Inactivation of Escherichia coli 2-amino-3-ketobutyrate CoA ligase by phenylglyoxal and identification of an active-site arginine peptide.

Treatment of homogeneous preparations of 2-amino-3-ketobutyrate CoA ligase from Escherichia coli, a pyridoxal 5'-phosphate-dependent enzyme, with phenylglyoxal, 4-(oxyacetyl)phenoxyacetic acid, 2,3-butanedione, or 1,2-cyclohexanedione results in a time- and concentration-dependent loss of enzymatic activity. Phenylglyoxal in 50 mM phosphate buffer (pH 7.0) is the most effective modifier, causing > 95% inactivation within 20 min at 25 degrees C. Controls establish that this inactivation is not due to modifier-induced dissociation or photoinduced nonspecific alteration of the ligase. The substrate, acetyl CoA, or the coenzyme, pyridoxal 5'-phosphate, gives > 50% protection against inactivation.
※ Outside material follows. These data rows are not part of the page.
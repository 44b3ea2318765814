//! Error types for the CI triage engine.

use thiserror::Error;

/// Errors that can escape the public surface of this crate.
///
/// Most internal fallibility is carried as `anyhow::Result` with
/// `.context(...)` at I/O boundaries; this enum is the typed surface for
/// errors that must be surfaced immediately (configuration) or that the
/// Tool Dispatcher needs to render distinctly rather than just as free text.
#[derive(Debug, Error)]
pub enum CiWatchError {
    /// Missing or invalid configuration (e.g. no Buildkite token).
    #[error("configuration error: {0}")]
    Configuration(String),

    /// HTTP transport failure: timeout, network error, non-2xx status.
    #[error("transport error calling {context}: {source}")]
    Transport {
        context: String,
        #[source]
        source: reqwest::Error,
    },

    /// A non-2xx response whose body didn't even carry a `reqwest::Error`.
    #[error("transport error calling {context}: HTTP {status}")]
    HttpStatus { context: String, status: u16 },

    /// Unexpected response payload shape.
    #[error("failed to parse response from {context}: {source}")]
    Parse {
        context: String,
        #[source]
        source: serde_json::Error,
    },

    /// A best-effort collaborator (issue search, ownership, blame) is
    /// unavailable. Never surfaced to the Tool Dispatcher as a hard error —
    /// callers match on this variant and degrade gracefully.
    #[error("collaborator unavailable: {0}")]
    CollaboratorUnavailable(String),
}

impl CiWatchError {
    pub fn transport(context: impl Into<String>, source: reqwest::Error) -> Self {
        Self::Transport {
            context: context.into(),
            source,
        }
    }

    pub fn http_status(context: impl Into<String>, status: u16) -> Self {
        Self::HttpStatus {
            context: context.into(),
            status,
        }
    }

    pub fn parse(context: impl Into<String>, source: serde_json::Error) -> Self {
        Self::Parse {
            context: context.into(),
            source,
        }
    }
}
Enzyme partially inactivated by phenylglyoxal has the same Km value for glycine but the Vmax decreases in proportion to the observed level of inactivation. Whereas the native apoligase shows good recovery of activity with time in parallel with an increase in 428-nm absorptivity when incubated with pyridoxal 5'-phosphate, no such effects are seen with the phenylglyoxal-modified apoligase. Reaction of the enzyme with [14C]phenylglyoxal allowed for the isolation of a peptide which, by amino acid composition and sequencing data, was found to correspond to residues 349-378 in the intact enzyme. These results indicate that arginine residue-366 and/or residue-368 in the primary structure of E. coli 2-amino-3-ketobutyrate ligase is at the active site.